## [Assignment]
Look through the listing below and report the lines that have the word "Caller" in them.

## [Provided data]

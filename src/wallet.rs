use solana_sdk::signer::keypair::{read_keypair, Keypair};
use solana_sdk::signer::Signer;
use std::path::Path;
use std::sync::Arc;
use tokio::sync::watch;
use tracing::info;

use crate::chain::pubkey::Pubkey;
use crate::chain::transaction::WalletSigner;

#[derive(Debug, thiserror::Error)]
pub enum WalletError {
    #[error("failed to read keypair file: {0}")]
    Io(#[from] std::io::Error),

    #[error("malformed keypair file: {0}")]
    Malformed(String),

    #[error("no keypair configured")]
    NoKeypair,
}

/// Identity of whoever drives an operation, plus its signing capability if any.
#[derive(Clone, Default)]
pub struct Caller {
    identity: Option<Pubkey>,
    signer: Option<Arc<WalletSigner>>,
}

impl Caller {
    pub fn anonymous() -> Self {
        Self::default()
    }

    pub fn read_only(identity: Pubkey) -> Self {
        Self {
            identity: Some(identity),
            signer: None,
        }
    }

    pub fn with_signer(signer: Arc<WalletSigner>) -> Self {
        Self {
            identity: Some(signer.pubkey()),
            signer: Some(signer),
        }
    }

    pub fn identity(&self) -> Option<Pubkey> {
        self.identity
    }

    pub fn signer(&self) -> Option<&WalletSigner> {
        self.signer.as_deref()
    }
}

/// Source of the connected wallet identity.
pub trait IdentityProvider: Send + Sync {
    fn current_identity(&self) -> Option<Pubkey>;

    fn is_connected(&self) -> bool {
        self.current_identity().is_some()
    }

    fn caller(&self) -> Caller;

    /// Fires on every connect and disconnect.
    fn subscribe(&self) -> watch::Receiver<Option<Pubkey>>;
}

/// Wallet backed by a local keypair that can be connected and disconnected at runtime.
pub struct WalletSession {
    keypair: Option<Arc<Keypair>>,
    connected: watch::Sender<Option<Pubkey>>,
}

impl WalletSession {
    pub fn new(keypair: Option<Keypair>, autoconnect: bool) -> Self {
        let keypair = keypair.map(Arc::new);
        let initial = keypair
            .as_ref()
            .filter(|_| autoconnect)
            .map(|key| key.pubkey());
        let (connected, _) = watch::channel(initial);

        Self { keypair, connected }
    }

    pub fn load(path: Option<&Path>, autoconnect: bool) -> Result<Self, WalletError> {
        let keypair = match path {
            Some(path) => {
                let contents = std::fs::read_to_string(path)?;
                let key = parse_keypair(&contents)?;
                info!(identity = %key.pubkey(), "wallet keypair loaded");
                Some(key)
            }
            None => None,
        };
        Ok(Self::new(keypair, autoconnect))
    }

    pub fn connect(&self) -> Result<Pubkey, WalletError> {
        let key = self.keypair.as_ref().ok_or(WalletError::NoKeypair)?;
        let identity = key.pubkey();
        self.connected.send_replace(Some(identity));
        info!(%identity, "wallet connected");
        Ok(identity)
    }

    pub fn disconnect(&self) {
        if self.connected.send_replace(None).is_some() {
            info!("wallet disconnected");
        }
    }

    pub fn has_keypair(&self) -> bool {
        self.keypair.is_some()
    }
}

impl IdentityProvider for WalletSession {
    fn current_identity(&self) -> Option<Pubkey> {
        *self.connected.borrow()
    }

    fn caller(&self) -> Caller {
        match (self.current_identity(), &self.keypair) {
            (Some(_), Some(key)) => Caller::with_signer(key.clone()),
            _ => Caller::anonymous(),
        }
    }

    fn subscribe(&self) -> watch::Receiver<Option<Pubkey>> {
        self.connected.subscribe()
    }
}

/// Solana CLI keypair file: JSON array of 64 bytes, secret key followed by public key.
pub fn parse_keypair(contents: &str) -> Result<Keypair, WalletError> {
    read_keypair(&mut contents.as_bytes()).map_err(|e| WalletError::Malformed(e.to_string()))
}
---
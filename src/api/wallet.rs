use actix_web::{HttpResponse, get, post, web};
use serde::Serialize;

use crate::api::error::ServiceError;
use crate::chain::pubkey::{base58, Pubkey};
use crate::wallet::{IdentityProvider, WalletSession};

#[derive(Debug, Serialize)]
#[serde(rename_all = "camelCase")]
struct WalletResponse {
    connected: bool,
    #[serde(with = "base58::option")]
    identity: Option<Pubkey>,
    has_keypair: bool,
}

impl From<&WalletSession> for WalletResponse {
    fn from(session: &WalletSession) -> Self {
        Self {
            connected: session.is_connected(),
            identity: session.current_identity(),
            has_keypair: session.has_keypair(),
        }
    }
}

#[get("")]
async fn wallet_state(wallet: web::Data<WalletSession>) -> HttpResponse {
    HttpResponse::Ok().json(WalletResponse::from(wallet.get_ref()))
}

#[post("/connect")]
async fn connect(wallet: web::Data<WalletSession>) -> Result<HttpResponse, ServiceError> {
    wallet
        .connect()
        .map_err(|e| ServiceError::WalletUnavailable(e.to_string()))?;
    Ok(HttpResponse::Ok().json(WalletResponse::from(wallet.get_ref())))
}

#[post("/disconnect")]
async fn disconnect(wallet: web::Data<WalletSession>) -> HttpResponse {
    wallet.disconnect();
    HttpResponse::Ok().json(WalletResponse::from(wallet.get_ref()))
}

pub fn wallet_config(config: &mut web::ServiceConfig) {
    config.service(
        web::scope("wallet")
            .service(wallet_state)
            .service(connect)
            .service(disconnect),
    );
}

## [Result for this exercise]
pub struct Caller {
impl Caller {
    fn caller(&self) -> Caller;
    fn caller(&self) -> Caller {
            (Some(_), Some(key)) => Caller::with_signer(key.clone()),
            _ => Caller::anonymous(),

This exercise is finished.